- Task objective
For this listing, report how many lines contain the string "that", using only a number.

(Material provided begins)

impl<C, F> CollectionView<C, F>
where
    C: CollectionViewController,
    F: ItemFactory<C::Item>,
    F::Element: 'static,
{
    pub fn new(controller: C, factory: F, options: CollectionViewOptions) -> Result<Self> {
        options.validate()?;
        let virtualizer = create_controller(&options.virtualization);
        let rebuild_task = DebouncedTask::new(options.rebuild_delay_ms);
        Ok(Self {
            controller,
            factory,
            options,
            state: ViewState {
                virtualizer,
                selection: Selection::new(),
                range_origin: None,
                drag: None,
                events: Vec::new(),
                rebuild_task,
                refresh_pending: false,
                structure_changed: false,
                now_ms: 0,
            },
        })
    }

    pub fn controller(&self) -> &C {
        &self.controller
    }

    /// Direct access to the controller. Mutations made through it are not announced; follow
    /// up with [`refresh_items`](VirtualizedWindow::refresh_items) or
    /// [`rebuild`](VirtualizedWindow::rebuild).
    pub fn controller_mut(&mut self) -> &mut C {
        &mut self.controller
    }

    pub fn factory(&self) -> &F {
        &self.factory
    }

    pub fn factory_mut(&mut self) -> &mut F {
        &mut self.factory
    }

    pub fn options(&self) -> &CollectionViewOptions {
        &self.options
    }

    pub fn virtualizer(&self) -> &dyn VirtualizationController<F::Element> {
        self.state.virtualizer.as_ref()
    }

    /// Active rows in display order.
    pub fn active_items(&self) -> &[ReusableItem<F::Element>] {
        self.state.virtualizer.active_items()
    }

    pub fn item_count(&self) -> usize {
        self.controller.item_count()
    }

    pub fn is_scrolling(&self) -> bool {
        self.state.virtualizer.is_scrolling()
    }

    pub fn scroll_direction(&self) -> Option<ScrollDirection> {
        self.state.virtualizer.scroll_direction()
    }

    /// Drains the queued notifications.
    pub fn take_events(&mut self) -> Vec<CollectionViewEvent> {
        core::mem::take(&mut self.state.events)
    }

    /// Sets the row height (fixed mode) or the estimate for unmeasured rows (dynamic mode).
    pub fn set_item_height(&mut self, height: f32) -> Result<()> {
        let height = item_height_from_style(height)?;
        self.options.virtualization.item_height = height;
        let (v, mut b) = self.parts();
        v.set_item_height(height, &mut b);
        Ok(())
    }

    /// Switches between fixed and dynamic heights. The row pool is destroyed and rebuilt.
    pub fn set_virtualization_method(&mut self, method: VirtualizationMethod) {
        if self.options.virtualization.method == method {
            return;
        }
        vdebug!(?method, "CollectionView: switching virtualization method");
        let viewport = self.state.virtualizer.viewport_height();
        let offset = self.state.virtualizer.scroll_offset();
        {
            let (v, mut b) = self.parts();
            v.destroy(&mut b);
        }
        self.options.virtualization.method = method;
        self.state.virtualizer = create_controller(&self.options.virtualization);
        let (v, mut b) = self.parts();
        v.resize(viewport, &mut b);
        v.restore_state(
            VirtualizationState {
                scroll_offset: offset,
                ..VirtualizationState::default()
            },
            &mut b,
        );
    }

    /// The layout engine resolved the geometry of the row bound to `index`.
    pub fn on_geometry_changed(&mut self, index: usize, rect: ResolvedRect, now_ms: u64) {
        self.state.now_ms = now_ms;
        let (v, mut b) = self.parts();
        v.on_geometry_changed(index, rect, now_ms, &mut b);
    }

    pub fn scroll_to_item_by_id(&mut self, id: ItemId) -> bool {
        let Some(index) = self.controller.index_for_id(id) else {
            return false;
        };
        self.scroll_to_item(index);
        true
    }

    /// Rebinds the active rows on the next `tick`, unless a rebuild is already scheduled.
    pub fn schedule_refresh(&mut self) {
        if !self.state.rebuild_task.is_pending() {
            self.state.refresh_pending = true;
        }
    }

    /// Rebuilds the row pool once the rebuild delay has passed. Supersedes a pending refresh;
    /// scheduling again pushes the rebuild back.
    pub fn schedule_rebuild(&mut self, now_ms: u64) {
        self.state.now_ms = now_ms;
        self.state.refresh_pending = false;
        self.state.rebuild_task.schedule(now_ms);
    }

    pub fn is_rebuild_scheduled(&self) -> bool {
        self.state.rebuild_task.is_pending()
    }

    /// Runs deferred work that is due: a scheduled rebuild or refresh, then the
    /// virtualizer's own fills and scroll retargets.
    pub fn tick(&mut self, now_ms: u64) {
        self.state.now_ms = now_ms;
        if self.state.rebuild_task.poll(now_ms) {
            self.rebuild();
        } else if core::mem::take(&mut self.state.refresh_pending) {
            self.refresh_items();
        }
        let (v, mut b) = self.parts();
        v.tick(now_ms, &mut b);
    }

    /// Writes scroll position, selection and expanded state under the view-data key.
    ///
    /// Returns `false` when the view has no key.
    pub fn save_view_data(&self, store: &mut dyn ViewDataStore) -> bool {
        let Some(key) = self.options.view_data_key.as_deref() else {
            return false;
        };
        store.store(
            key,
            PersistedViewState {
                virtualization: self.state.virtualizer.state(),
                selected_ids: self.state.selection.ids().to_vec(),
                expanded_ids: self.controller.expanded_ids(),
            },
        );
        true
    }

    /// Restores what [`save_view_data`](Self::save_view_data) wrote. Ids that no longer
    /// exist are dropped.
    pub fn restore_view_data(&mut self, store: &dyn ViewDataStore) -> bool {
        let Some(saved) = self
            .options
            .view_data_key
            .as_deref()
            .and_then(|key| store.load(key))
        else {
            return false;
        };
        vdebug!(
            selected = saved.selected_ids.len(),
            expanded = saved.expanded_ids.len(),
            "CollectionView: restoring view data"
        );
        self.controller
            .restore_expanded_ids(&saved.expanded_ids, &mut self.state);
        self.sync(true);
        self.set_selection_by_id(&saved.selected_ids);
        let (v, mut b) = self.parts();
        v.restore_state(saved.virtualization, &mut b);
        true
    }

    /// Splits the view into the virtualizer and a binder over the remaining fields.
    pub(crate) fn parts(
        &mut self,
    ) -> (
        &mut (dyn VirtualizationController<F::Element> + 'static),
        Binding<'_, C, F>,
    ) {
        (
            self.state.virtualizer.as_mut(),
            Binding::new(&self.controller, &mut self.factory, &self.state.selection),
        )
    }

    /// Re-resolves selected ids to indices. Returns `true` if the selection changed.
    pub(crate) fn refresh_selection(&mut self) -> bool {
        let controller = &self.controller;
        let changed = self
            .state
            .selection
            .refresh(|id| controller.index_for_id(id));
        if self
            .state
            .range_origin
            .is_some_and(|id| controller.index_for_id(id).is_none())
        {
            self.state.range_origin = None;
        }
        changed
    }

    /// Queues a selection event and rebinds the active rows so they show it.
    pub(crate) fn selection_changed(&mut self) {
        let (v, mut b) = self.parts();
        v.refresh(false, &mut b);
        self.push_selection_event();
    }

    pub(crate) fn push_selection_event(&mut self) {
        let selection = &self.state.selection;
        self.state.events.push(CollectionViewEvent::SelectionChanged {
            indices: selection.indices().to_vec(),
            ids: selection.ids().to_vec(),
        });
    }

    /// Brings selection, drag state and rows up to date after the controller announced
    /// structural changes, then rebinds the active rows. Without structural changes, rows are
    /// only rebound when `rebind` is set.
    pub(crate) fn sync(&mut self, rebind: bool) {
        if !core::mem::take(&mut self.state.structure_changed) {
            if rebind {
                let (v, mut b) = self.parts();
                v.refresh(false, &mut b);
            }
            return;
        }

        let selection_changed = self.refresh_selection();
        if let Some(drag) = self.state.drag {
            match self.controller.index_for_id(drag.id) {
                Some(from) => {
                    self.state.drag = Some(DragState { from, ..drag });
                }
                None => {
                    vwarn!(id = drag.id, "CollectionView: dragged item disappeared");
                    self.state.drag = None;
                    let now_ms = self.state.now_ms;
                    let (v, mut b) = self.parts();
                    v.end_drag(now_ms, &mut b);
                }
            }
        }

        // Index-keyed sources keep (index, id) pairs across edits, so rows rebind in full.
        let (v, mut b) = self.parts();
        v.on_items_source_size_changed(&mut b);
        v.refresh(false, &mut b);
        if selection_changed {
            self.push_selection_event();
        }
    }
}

(Material provided ends)

- Response to the task
2